Argentine historian (1943–2014)

Alberto Bernardino Paz (April 16, 1943 – February 3, 2014) was an Argentine tango historian, teacher, and dancer. Alberto taught the traditional, social tango of the Buenos Aires salons, together with its codes and culture, to North Americans and Europeans.

Argentine tango had a huge revival outside of Argentina beginning in 1983 with the success of tango stage productions, such as Tango Argentino, Forever Tango, and Tango x 2,. These popular stage productions encouraged many people to seek out tango dance lessons. In contrast to these stage productions, however; the social tango that Argentines dance in the salons (dance halls) is very different from the acrobatic dance that is often performed on stage. Alberto Paz was one of those Argentines. who taught Argentine tango as a social dance, introducing the dance style of the Buenos Aires tango salons to the world. Alberto and his wife and partner Valorie Hart through their writing and teaching had a strong impact on the growth of salon tango. The following quote from Alberto's tango magazine El Firulete is typical of his position:

The success of Forever Tango and Tango x 2, two critically acclaimed stage shows, has captured the imagination of many people and inspired others to consider tango dancing. Unfortunately, these shows and the ones tourists catch in Buenos Aires, do not have disclaimers that say, “warning, the performers on stage are professionals and they have trained for years to execute the breathtaking choreography you are watching. Please do not attempt to imitate, emulate or try these stunts at home.”

While the Broadway productions stimulated public interest in Argentine tango beginning in 1985, Alberto Paz was one those milongueros who, beginning in 1995, brought the culture, traditions and techniques of salon (social) tango to North America.

== Early years ==

Alberto was born in Argentina in the Northern province of Tucuman. He moved with his family to Buenos Aires at the age of 9 months. He grew up in Buenos Aires, and like every other boy in Argentina, his passion was soccer.
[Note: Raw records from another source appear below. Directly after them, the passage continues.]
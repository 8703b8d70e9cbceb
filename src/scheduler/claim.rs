use std::fmt;
use std::sync::Arc;

use serde::Serialize;
use tokio_util::sync::CancellationToken;
use uuid::Uuid;

use crate::admin::JobProcessingSwitch;
use crate::config::ClaimConfig;
use crate::error::Result;
use crate::notify::{JobEvent, JobEventKind, NotificationSink};
use crate::scheduler::job::{Job, JobState};
use crate::scheduler::lifecycle;
use crate::scheduler::retry::RetryContext;
use crate::scheduler::timer::random_retry_wait;
use crate::store::JobStore;
use crate::stream::ResilientRetryExecutor;
use crate::worker::launcher::ExecutionLauncher;

/// How a single claim tick ended.
#[derive(Debug, Clone, PartialEq, Eq, Serialize)]
#[serde(tag = "outcome", content = "job_id", rename_all = "SCREAMING_SNAKE_CASE")]
pub enum TickOutcome {
    /// Instance is shutting down
    Terminating,
    /// Job processing switched off cluster-wide
    Disabled,
    NoJobReady,
    Claimed(Uuid),
    /// Claimed, but the launcher refused it; the job was marked failed
    LaunchFailed(Uuid),
    /// Store error other than a conflict
    StoreFailure,
    /// Every attempt lost against another claimer
    RetriesExhausted,
}

impl fmt::Display for TickOutcome {
    fn fmt(&self, f: &mut fmt::Formatter<'_>) -> fmt::Result {
        match self {
            TickOutcome::Terminating => write!(f, "terminating"),
            TickOutcome::Disabled => write!(f, "disabled"),
            TickOutcome::NoJobReady => write!(f, "no job ready"),
            TickOutcome::Claimed(id) => write!(f, "claimed {}", id),
            TickOutcome::LaunchFailed(id) => write!(f, "launch of {} failed", id),
            TickOutcome::StoreFailure => write!(f, "store failure"),
            TickOutcome::RetriesExhausted => write!(f, "retries exhausted"),
        }
    }
}

#[derive(Debug, Clone, PartialEq, Eq, Serialize)]
pub struct TickReport {
    pub outcome: TickOutcome,
    /// Conflicts met during the tick
    pub conflicts: u32,
}

/// Periodic "claim the next ready job" trigger.
///
/// Every instance runs one of these against the shared store. There is no
/// leader: the versioned write in [`JobStore::save`] decides which instance
/// gets a job, and a losing instance backs off for a random time before
/// looking again.
pub struct ClusterJobClaimCoordinator<S: JobState> {
    config: ClaimConfig,
    store: Arc<dyn JobStore<S>>,
    launcher: Arc<dyn ExecutionLauncher<S>>,
    notifications: Arc<dyn NotificationSink>,
    switch: Arc<dyn JobProcessingSwitch>,
    shutdown: CancellationToken,
}

impl<S: JobState> ClusterJobClaimCoordinator<S> {
    pub fn new(
        config: ClaimConfig,
        store: Arc<dyn JobStore<S>>,
        launcher: Arc<dyn ExecutionLauncher<S>>,
        notifications: Arc<dyn NotificationSink>,
        switch: Arc<dyn JobProcessingSwitch>,
    ) -> Self {
        Self {
            config,
            store,
            launcher,
            notifications,
            switch,
            shutdown: CancellationToken::new(),
        }
    }

    pub fn with_shutdown(mut self, shutdown: CancellationToken) -> Self {
        self.shutdown = shutdown;
        self
    }

    /// Tick until shutdown, starting after the configured initial delay.
    pub async fn run(&self) {
        tokio::select! {
            _ = tokio::time::sleep(self.config.initial_delay()) => {}
            _ = self.shutdown.cancelled() => return,
        }

        let mut interval = tokio::time::interval(self.config.tick_interval());
        loop {
            tokio::select! {
                _ = interval.tick() => {}
                _ = self.shutdown.cancelled() => {
                    tracing::info!("Claim loop shutting down");
                    break;
                }
            }

            let report = self.trigger_next_job().await;
            tracing::trace!(outcome = %report.outcome, conflicts = report.conflicts, "Claim tick done");
        }
    }

    /// Run one claim tick.
    pub async fn trigger_next_job(&self) -> TickReport {
        if self.shutdown.is_cancelled() {
            tracing::debug!("Instance terminating, skipping claim tick");
            return Self::report(TickOutcome::Terminating, 0);
        }
        if !self.switch.is_job_processing_enabled() {
            tracing::warn!("Job processing disabled, skipping claim tick");
            return Self::report(TickOutcome::Disabled, 0);
        }

        let strategy = self.config.strategy;
        let max_backoff_ms = self.config.effective_max_backoff_ms();
        let mut retry =
            RetryContext::new(self.config.max_retries).with_cancellation(self.shutdown.clone());
        let mut conflicts = 0;

        loop {
            let candidate = match self.store.find_next_claimable(strategy).await {
                Ok(Some(job)) => job,
                Ok(None) => {
                    retry.execution_done();
                    return Self::report(TickOutcome::NoJobReady, conflicts);
                }
                Err(e) => {
                    tracing::error!(error = %e, "Looking up next job failed");
                    retry.mark_as_fatal_failure();
                    return Self::report(TickOutcome::StoreFailure, conflicts);
                }
            };

            match self.claim(candidate).await {
                Ok(job) => {
                    let outcome = self.dispatch(job, &mut retry).await;
                    return Self::report(outcome, conflicts);
                }
                Err(e) if e.is_conflict() => {
                    conflicts += 1;
                    retry.set_retry_time_to_wait(random_retry_wait(max_backoff_ms));
                    retry.execution_failed().await;
                    tracing::debug!(
                        attempt = retry.execution_failed_count(),
                        error = %e,
                        "Job was claimed concurrently, retrying"
                    );
                }
                Err(e) => {
                    tracing::error!(error = %e, "Claiming job failed");
                    retry.mark_as_fatal_failure();
                    return Self::report(TickOutcome::StoreFailure, conflicts);
                }
            }

            if !retry.is_retry_possible() {
                break;
            }
        }

        if self.shutdown.is_cancelled() {
            return Self::report(TickOutcome::Terminating, conflicts);
        }
        tracing::warn!(
            attempts = retry.execution_failed_count(),
            max_retries = retry.maximum(),
            "Was not able to claim a job, retries exhausted"
        );
        Self::report(TickOutcome::RetriesExhausted, conflicts)
    }

    async fn claim(&self, mut job: Job<S>) -> Result<Job<S>> {
        let version = job.row_version;
        lifecycle::claim(&mut job)?;
        self.store.save(&job, version).await
    }

    async fn dispatch(&self, job: Job<S>, retry: &mut RetryContext) -> TickOutcome {
        tracing::info!(job_id = %job.id, owner = %job.owner, flavor = S::FLAVOR, "Job claimed");
        self.notifications.publish(JobEvent::new(
            JobEventKind::JobStarted,
            job.id,
            serde_json::json!({ "owner": job.owner, "started_at": job.started_at }),
        ));

        match self.launcher.launch(&job).await {
            Ok(handle) => {
                tracing::debug!(job_id = %job.id, execution_id = %handle.execution_id, "Job launched");
                retry.execution_done();
                TickOutcome::Claimed(job.id)
            }
            Err(e) => {
                tracing::error!(
                    job_id = %job.id,
                    attempts = retry.execution_failed_count() + 1,
                    error = %e,
                    "Job launch failed, marking job as failed"
                );
                retry.mark_as_fatal_failure();
                if let Err(mark_err) = self.mark_failed(job.id).await {
                    tracing::error!(job_id = %job.id, error = %mark_err, "Could not mark job as failed");
                }
                self.notifications.publish(JobEvent::new(
                    JobEventKind::JobFailed,
                    job.id,
                    serde_json::json!({ "reason": e.to_string() }),
                ));
                TickOutcome::LaunchFailed(job.id)
            }
        }
    }

    async fn mark_failed(&self, job_id: Uuid) -> Result<Job<S>> {
        let target = format!("failure mark of job {}", job_id);
        ResilientRetryExecutor::new(self.config.max_retries)
            .execute(&target, || {
                let store = self.store.clone();
                async move {
                    store
                        .run_isolated(job_id, Box::new(lifecycle::mark_failed::<S>))
                        .await
                }
            })
            .await
    }

    fn report(outcome: TickOutcome, conflicts: u32) -> TickReport {
        TickReport { outcome, conflicts }
    }
}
He didn't dance tango in his youth. For him, tango was the background music in the community where he grew up:

For the 25 years I lived in Argentina, I totally ignored the tango I heard every day at home. I liked rock & roll."

In 1968, with an engineering degree from the School of Electrical Engineering of the University of Buenos Aires, Alberto found himself in California working for high-tech video companies. By the mid-1980s, he became a U.S. citizen. During the 1980s he also worked at San Francisco's radio station KIQI as a soccer announcer and color commentator.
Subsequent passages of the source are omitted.